The Basking Shark, Latin name Catorhinus maximus, is the second largest shark in the seas. Unlike the Whale Shark, the Basking Shark lives solely on plankton, typically going for invertebrate larvae, small crustaceans and fish eggs. The image which most often comes to mind when people think of the Basking Shark is of it swimming around with its mouth wide open, something it does in order to sieve up the tiny plankton from the water as they swim. Basking sharks are a very docile breed of shark and are very tolerant of humans making them a favourite of eco-tourists.
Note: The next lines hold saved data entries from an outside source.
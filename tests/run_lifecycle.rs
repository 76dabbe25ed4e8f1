//! End-to-end run lifecycle tests against in-memory backends: a local run
//! producing its CSV report, a local run with an unreachable backend, and a
//! master/worker pair over real loopback TCP.

use std::collections::HashMap;
use std::sync::Arc;

use async_trait::async_trait;
use parking_lot::Mutex;
use serial_test::serial;

use cache_bench::client::{CacheClient, ClientFactory};
use cache_bench::config::{CacheKind, ClusterRole, ResolvedConfig};
use cache_bench::control::{run_master, run_worker};
use cache_bench::error::{ClientError, ClientResult};
use cache_bench::runner::{run_local, RunContext};
use cache_bench::stats::{LOCAL_RESULTS_FILE, MASTER_RESULTS_FILE};

const CSV_HEADER: &str = "Request Name, Total Requests, Failures, Average Response Time, \
                          Min Response Time, Max Response Time, RPS";

#[derive(Default)]
struct MapClient {
    store: Mutex<HashMap<String, String>>,
}

#[async_trait]
impl CacheClient for MapClient {
    async fn get(&self, key: &str) -> ClientResult<Option<String>> {
        Ok(self.store.lock().get(key).cloned())
    }
    async fn set(&self, key: &str, value: &str, _ttl_secs: u64) -> ClientResult<()> {
        self.store.lock().insert(key.to_string(), value.to_string());
        Ok(())
    }
    async fn ping(&self) -> ClientResult<()> {
        Ok(())
    }
    async fn close(&self) -> ClientResult<()> {
        Ok(())
    }
}

struct MapFactory;

#[async_trait]
impl ClientFactory for MapFactory {
    async fn connect(&self) -> ClientResult<Arc<dyn CacheClient>> {
        Ok(Arc::new(MapClient::default()))
    }
}

struct FailingFactory;

#[async_trait]
impl ClientFactory for FailingFactory {
    async fn connect(&self) -> ClientResult<Arc<dyn CacheClient>> {
        Err(ClientError::Connection("backend unreachable".into()))
    }
}

fn base_config() -> ResolvedConfig {
    ResolvedConfig {
        cache_kind: CacheKind::RedisStandalone,
        cache_host: "localhost".into(),
        cache_port: 6379,
        ssl: false,
        ssl_cert_reqs: None,
        ssl_ca_certs: None,
        cache_username: None,
        cache_password: None,
        query_timeout_secs: 1,
        connections_pool: 10,
        hit_rate: 0.5,
        value_size_kb: 1,
        ttl_secs: 60,
        request_rate: 50.0,
        set_keys: 10,
        retry_attempts: 1,
        retry_wait_secs: 1,
        otel_tracing_enabled: false,
        otel_metrics_enabled: false,
        otel_exporter_endpoint: "http://localhost:4317".into(),
        otel_service_name: "cache-bench".into(),
        duration_secs: 1,
        connections: 3,
        spawn_rate: 3,
        cluster_mode: None,
        master_bind_host: "127.0.0.1".into(),
        master_bind_port: 35557,
        num_workers: 1,
    }
}

fn enter_tempdir() -> tempfile::TempDir {
    let dir = tempfile::tempdir().unwrap();
    std::env::set_current_dir(dir.path()).unwrap();
    dir
}

#[tokio::test(start_paused = true)]
#[serial]
async fn local_run_produces_counters_and_csv() {
    let _dir = enter_tempdir();
    let ctx = RunContext::new(base_config(), Arc::new(MapFactory), None);
    run_local(ctx.clone()).await.unwrap();

    assert!(ctx.counters.total() > 0);
    // The warm-up writes repair misses, so subsequent hit-path draws land.
    let report = std::fs::read_to_string(LOCAL_RESULTS_FILE).unwrap();
    let mut lines = report.lines();
    assert_eq!(lines.next().unwrap(), CSV_HEADER);
    assert!(lines.next().is_some(), "expected at least one stats row");
}

#[tokio::test(start_paused = true)]
#[serial]
async fn local_run_survives_an_unreachable_backend() {
    let _dir = enter_tempdir();
    let ctx = RunContext::new(base_config(), Arc::new(FailingFactory), None);
    run_local(ctx.clone()).await.unwrap();

    // Users abstained every cycle; the run still completes and reports.
    assert!(ctx.counters.total() > 0);
    assert_eq!(ctx.counters.hits(), 0);
    let report = std::fs::read_to_string(LOCAL_RESULTS_FILE).unwrap();
    assert_eq!(report.lines().count(), 1, "header only, no stats rows");
}

#[tokio::test(flavor = "multi_thread", worker_threads = 2)]
#[serial]
async fn master_and_worker_complete_a_distributed_run() {
    let _dir = enter_tempdir();

    let mut master_config = base_config();
    master_config.cluster_mode = Some(ClusterRole::Master);
    master_config.master_bind_port = 35591;

    let mut worker_config = base_config();
    worker_config.cluster_mode = Some(ClusterRole::Worker);
    worker_config.master_bind_port = 35591;

    let master = tokio::spawn(run_master(master_config));
    // Give the master a moment to bind before the worker dials in.
    tokio::time::sleep(std::time::Duration::from_millis(200)).await;

    let ctx = RunContext::new(worker_config, Arc::new(MapFactory), None);
    let worker = tokio::spawn(run_worker(ctx.clone()));

    worker.await.unwrap().unwrap();
    master.await.unwrap().unwrap();

    assert!(ctx.counters.total() > 0);
    let report = std::fs::read_to_string(MASTER_RESULTS_FILE).unwrap();
    let mut lines = report.lines();
    assert_eq!(lines.next().unwrap(), CSV_HEADER);
    assert!(lines.next().is_some(), "expected merged worker stats rows");
}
Their tolerance of humans, combined with their large size, has also led them to be severely hunted, and they are now protected under law in most countries to ensure the continuation of their species.

Another well known, and easily recognisable species of shark, is the Hammerhead Shark, Sphyrna zygaena, which is so named because of its hammer shaped head. There are about 10 species of Hammerhead Shark worldwide, and they can grow up to 6 metres in length and, like the Great White shark, have been known to attack humans. This species feeds on fish, crustaceans and cephalopods (marine molluscs), and are found in temperate waters in areas like southern Canada, Chile and New Zealand.

Away from these very well known species of sharks, some lesser known species also inhabit the seas and oceans. One of these is the Megamouth Shark, Latin name Megachasma pelagios, which was discovered in the 1970s. Since then only 22 specimens have even been described, and as a result there is a lot about the life of this shark that is unknown. They are, however, known to eat plankton, small shrimps and jellyfish, and are able to grow to very large sizes like the other two plankton eaters, the Nurse and Whale sharks mentioned above. Its most distinguishing feature is its large and oddly shaped mouth which lent the Megamouth Shark its name.

Lastly, a second lesser known, but very common, species of shark is the Kitefin shark, Latin name Dalatias licha. A short blunt snouted shark of moderate size, the Kitefin Shark is the smallest shark featured in this article, and is found all around the world commonly below a depth 200m, though they are known to venture to depths of 1800m. This is a solitary species of shark with are a grey to dark brown colour, and thick papillose lips which their most distinguishing feature. They feed on fishes, small sharks, cephalopods and crabs.